◆ GOAL OF THE EXERCISE
What lines in the following entries hold the word "true"? Copy each one.

Start of Block

//! The shape registry for the currently displayed image.
//!
//! Owns the authoritative shape collection plus the background image
//! reference and its pixel dimensions. Replaced wholesale when the active
//! image changes; insertion order is the iteration (and save) order.

use std::path::PathBuf;

use crate::constants::{HANDLE_RADIUS, HIT_MARGIN};
use crate::geometry::Point;
use crate::model::{Shape, ShapeGeometry, ShapeId};

/// The background image a scene annotates.
#[derive(Debug, Clone, PartialEq)]
pub struct ImageInfo {
    pub path: PathBuf,
    pub width: u32,
    pub height: u32,
}

impl ImageInfo {
    pub fn new(path: impl Into<PathBuf>, width: u32, height: u32) -> Self {
        Self {
            path: path.into(),
            width,
            height,
        }
    }

    /// Filename stem used to derive sidecar file names.
    pub fn stem(&self) -> &str {
        self.path
            .file_stem()
            .and_then(|s| s.to_str())
            .unwrap_or("unknown")
    }
}

/// Shape registry for one image.
#[derive(Debug, Clone, Default)]
pub struct Scene {
    image: Option<ImageInfo>,
    shapes: Vec<Shape>,
    next_id: ShapeId,
    selected: Option<ShapeId>,
    hovered: Option<ShapeId>,
}

impl Scene {
    pub fn new() -> Self {
        Self {
            image: None,
            shapes: Vec::new(),
            next_id: 1,
            selected: None,
            hovered: None,
        }
    }

    pub fn for_image(image: ImageInfo) -> Self {
        let mut scene = Self::new();
        scene.image = Some(image);
        scene
    }

    pub fn image(&self) -> Option<&ImageInfo> {
        self.image.as_ref()
    }

    /// Insert a finalized shape, assigning a fresh id unless one is already
    /// set. Returns the shape's id.
    pub fn add(&mut self, mut shape: Shape) -> ShapeId {
        if shape.id == 0 {
            shape.id = self.next_id;
            self.next_id += 1;
        } else {
            self.next_id = self.next_id.max(shape.id + 1);
        }
        let id = shape.id;
        self.shapes.push(shape);
        id
    }

    /// Register a bare geometry (label and color attached later by the
    /// completion flow).
    pub fn add_geometry(&mut self, geometry: ShapeGeometry) -> ShapeId {
        self.add(Shape::new(0, geometry))
    }

    /// Delete by id, returning the removed shape.
    pub fn remove(&mut self, id: ShapeId) -> Option<Shape> {
        let idx = self.shapes.iter().position(|s| s.id == id)?;
        if self.selected == Some(id) {
            self.selected = None;
        }
        if self.hovered == Some(id) {
            self.hovered = None;
        }
        Some(self.shapes.remove(idx))
    }

    pub fn get(&self, id: ShapeId) -> Option<&Shape> {
        self.shapes.iter().find(|s| s.id == id)
    }

    pub fn get_mut(&mut self, id: ShapeId) -> Option<&mut Shape> {
        self.shapes.iter_mut().find(|s| s.id == id)
    }

    /// Shapes in insertion (save) order.
    pub fn iter(&self) -> impl Iterator<Item = &Shape> {
        self.shapes.iter()
    }

    pub fn len(&self) -> usize {
        self.shapes.len()
    }

    pub fn is_empty(&self) -> bool {
        self.shapes.is_empty()
    }

    /// Drop all shapes (image change or explicit clear). Ids are not reused
    /// within this scene.
    pub fn clear(&mut self) {
        self.shapes.clear();
        self.selected = None;
        self.hovered = None;
    }

    /// Propagate a label recolor to every shape tagged with it.
    /// Returns how many shapes changed.
    pub fn update_color(&mut self, label: &str, color: [u8; 3]) -> usize {
        let mut changed = 0;
        for shape in &mut self.shapes {
            if shape.label.as_deref() == Some(label) && shape.color != color {
                shape.color = color;
                changed += 1;
            }
        }
        changed
    }

    /// Set the selection. Returns true when the selection actually changed,
    /// which is the signal mirrored to the companion annotation list.
    pub fn select(&mut self, id: Option<ShapeId>) -> bool {
        let id = id.filter(|&i| self.get(i).is_some());
        if self.selected == id {
            return false;
        }
        self.selected = id;
        true
    }

    pub fn selected(&self) -> Option<ShapeId> {
        self.selected
    }

    pub fn hovered(&self) -> Option<ShapeId> {
        self.hovered
    }

    /// Hit margin for one shape: hovered/selected shapes expose the larger
    /// vertex-handle radius.
    fn margin_for(&self, id: ShapeId) -> f32 {
        if self.selected == Some(id) || self.hovered == Some(id) {
            HANDLE_RADIUS
        } else {
            HIT_MARGIN
        }
    }

    /// Topmost shape under the pointer, if any. Later shapes draw on top and
    /// win ties.
    pub fn hit_test(&self, p: &Point) -> Option<ShapeId> {
        self.shapes
            .iter()
            .rev()
            .find(|s| s.geometry.hit_test(p, self.margin_for(s.id)))
            .map(|s| s.id)
    }

    /// Update hover state from the pointer position, returning the hovered
    /// shape id.
    pub fn hover_at(&mut self, p: &Point) -> Option<ShapeId> {
        self.hovered = self.hit_test(p);
        self.hovered
    }

    /// Control point of the selected shape under the pointer, if any.
    pub fn vertex_hit_test(&self, p: &Point) -> Option<(ShapeId, usize)> {
        let id = self.selected?;
        let shape = self.get(id)?;
        shape
            .geometry
            .control_points()
            .iter()
            .position(|cp| cp.distance_to(p) <= HANDLE_RADIUS)
            .map(|idx| (id, idx))
    }
}

#[cfg(test)]
mod tests {
    use super::*;
    use crate::model::{Line, Marker, Rectangle};

    fn rect_shape(x1: f32, y1: f32, x2: f32, y2: f32) -> Shape {
        Shape::new(
            0,
            ShapeGeometry::Rectangle(Rectangle::new(Point::new(x1, y1), Point::new(x2, y2))),
        )
    }

    #[test]
    fn test_add_assigns_unique_ids() {
        let mut scene = Scene::new();
        let a = scene.add(rect_shape(0.0, 0.0, 10.0, 10.0));
        let b = scene.add(rect_shape(20.0, 20.0, 30.0, 30.0));
        assert_ne!(a, b);
        assert_eq!(scene.len(), 2);
        assert!(scene.get(a).is_some());
    }

    #[test]
    fn test_preassigned_id_bumps_counter() {
        let mut scene = Scene::new();
        let mut shape = rect_shape(0.0, 0.0, 10.0, 10.0);
        shape.id = 7;
        scene.add(shape);
        let next = scene.add(rect_shape(1.0, 1.0, 2.0, 2.0));
        assert_eq!(next, 8);
    }

    #[test]
    fn test_remove_clears_selection() {
        let mut scene = Scene::new();
        let id = scene.add(rect_shape(0.0, 0.0, 10.0, 10.0));
        scene.select(Some(id));
        assert!(scene.remove(id).is_some());
        assert_eq!(scene.selected(), None);
        assert!(scene.is_empty());
        assert!(scene.remove(id).is_none());
    }

    #[test]
    fn test_update_color_propagates_to_matching_label_only() {
        let mut scene = Scene::new();
        let a = scene.add(rect_shape(0.0, 0.0, 10.0, 10.0).with_label("cat", [1, 1, 1]));
        let b = scene.add(rect_shape(20.0, 0.0, 30.0, 10.0).with_label("dog", [2, 2, 2]));
        let c = scene.add(rect_shape(40.0, 0.0, 50.0, 10.0).with_label("cat", [1, 1, 1]));

        let changed = scene.update_color("cat", [9, 9, 9]);
        assert_eq!(changed, 2);
        assert_eq!(scene.get(a).unwrap().color, [9, 9, 9]);
        assert_eq!(scene.get(b).unwrap().color, [2, 2, 2]);
        assert_eq!(scene.get(c).unwrap().color, [9, 9, 9]);
    }

    #[test]
    fn test_select_reports_changes_only() {
        let mut scene = Scene::new();
        let id = scene.add(rect_shape(0.0, 0.0, 10.0, 10.0));
        assert!(scene.select(Some(id)));
        assert!(!scene.select(Some(id)));
        assert!(scene.select(None));
        // Selecting an unknown id degrades to deselection.
        assert!(!scene.select(Some(999)));
    }

    #[test]
    fn test_hit_test_topmost_wins() {
        let mut scene = Scene::new();
        let _bottom = scene.add(rect_shape(0.0, 0.0, 100.0, 100.0));
        let top = scene.add(rect_shape(40.0, 40.0, 60.0, 60.0));
        assert_eq!(scene.hit_test(&Point::new(50.0, 50.0)), Some(top));
        assert_eq!(scene.hit_test(&Point::new(500.0, 500.0)), None);
    }

    #[test]
    fn test_hover_expands_hit_margin() {
        let mut scene = Scene::new();
        let id = scene.add(Shape::new(
            0,
            ShapeGeometry::Point(Marker::new(Point::new(50.0, 50.0))),
        ));
        // 9 px away: outside the 8 px margin while not hovered.
        assert_eq!(scene.hit_test(&Point::new(59.0, 50.0)), None);
        scene.hover_at(&Point::new(52.0, 50.0));
        assert_eq!(scene.hovered(), Some(id));
        // Hovered shapes use the 10 px handle radius.
        assert_eq!(scene.hit_test(&Point::new(59.0, 50.0)), Some(id));
    }

    #[test]
    fn test_vertex_hit_test_on_selected_shape() {
        let mut scene = Scene::new();
        let id = scene.add(Shape::new(
            0,
            ShapeGeometry::Line(Line::new(Point::new(0.0, 0.0), Point::new(100.0, 0.0))),
        ));
        // No selection, no handles.
        assert_eq!(scene.vertex_hit_test(&Point::new(99.0, 1.0)), None);
        scene.select(Some(id));
        assert_eq!(scene.vertex_hit_test(&Point::new(99.0, 1.0)), Some((id, 1)));
        assert_eq!(scene.vertex_hit_test(&Point::new(50.0, 0.0)), None);
    }

    #[test]
    fn test_clear_keeps_id_counter() {
        let mut scene = Scene::new();
        scene.add(rect_shape(0.0, 0.0, 10.0, 10.0));
        scene.clear();
        let id = scene.add(rect_shape(0.0, 0.0, 10.0, 10.0));
        assert_eq!(id, 2);
    }

    #[test]
    fn test_iteration_order_is_insertion_order() {
        let mut scene = Scene::new();
        let a = scene.add(rect_shape(0.0, 0.0, 10.0, 10.0));
        let b = scene.add(rect_shape(20.0, 0.0, 30.0, 10.0));
        let order: Vec<_> = scene.iter().map(|s| s.id).collect();
        assert_eq!(order, vec![a, b]);
    }
}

End of Block

◆ OUTPUT OF THE TASK
    /// Set the selection. Returns true when the selection actually changed,
        true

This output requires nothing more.